═══ DATA FOR REVIEW ═══
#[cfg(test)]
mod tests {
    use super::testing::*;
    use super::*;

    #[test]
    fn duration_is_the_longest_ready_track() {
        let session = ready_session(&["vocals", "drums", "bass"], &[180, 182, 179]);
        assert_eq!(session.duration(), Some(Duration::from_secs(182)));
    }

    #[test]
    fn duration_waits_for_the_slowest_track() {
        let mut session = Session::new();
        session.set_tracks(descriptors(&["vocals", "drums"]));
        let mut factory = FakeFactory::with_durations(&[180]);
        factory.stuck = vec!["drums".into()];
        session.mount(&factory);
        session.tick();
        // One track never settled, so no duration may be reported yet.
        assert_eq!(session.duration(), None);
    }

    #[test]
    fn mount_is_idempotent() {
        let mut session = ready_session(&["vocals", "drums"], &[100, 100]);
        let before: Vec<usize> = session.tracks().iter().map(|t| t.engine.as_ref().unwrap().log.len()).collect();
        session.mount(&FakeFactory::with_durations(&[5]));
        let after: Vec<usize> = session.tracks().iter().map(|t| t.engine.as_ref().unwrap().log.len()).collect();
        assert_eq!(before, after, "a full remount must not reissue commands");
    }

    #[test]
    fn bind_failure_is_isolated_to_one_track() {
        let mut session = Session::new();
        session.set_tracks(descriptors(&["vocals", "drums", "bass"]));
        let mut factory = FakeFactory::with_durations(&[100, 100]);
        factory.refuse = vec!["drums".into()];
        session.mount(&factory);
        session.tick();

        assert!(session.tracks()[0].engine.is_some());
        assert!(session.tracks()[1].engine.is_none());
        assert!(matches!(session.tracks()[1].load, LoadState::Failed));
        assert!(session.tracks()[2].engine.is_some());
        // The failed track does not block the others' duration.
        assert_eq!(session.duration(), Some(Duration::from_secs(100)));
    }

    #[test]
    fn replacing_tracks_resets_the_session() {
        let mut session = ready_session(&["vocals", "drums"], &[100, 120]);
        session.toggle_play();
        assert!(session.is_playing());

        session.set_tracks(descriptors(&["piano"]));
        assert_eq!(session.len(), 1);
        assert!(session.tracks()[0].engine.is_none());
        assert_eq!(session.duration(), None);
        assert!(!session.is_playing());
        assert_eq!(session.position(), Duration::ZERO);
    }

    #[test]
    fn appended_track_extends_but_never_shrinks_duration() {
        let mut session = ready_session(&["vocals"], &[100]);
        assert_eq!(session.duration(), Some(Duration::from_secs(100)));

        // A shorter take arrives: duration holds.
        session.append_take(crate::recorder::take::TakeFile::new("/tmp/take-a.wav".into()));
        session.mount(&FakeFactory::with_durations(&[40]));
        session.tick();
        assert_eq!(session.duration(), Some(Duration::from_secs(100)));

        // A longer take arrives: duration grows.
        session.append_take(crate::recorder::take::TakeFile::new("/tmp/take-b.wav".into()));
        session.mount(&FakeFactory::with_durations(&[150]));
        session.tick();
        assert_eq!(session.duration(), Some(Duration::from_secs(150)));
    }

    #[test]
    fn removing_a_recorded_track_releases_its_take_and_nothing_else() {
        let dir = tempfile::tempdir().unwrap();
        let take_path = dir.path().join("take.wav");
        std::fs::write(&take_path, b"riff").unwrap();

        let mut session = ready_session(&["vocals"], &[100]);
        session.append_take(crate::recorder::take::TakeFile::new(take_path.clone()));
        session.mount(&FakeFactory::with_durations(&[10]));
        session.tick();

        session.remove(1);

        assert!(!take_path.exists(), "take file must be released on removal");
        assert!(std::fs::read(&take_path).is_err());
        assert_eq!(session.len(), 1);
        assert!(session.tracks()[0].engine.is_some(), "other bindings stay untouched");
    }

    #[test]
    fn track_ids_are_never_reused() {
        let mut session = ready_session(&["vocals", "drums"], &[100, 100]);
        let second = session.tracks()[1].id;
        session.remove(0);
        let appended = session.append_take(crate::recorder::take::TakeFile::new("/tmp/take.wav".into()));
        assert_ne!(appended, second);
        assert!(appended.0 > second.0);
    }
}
═══
BRIEF:
Determine how many lines of the records above contain the word "unwrap", and report only that number.

EXERCISE ANSWER:
4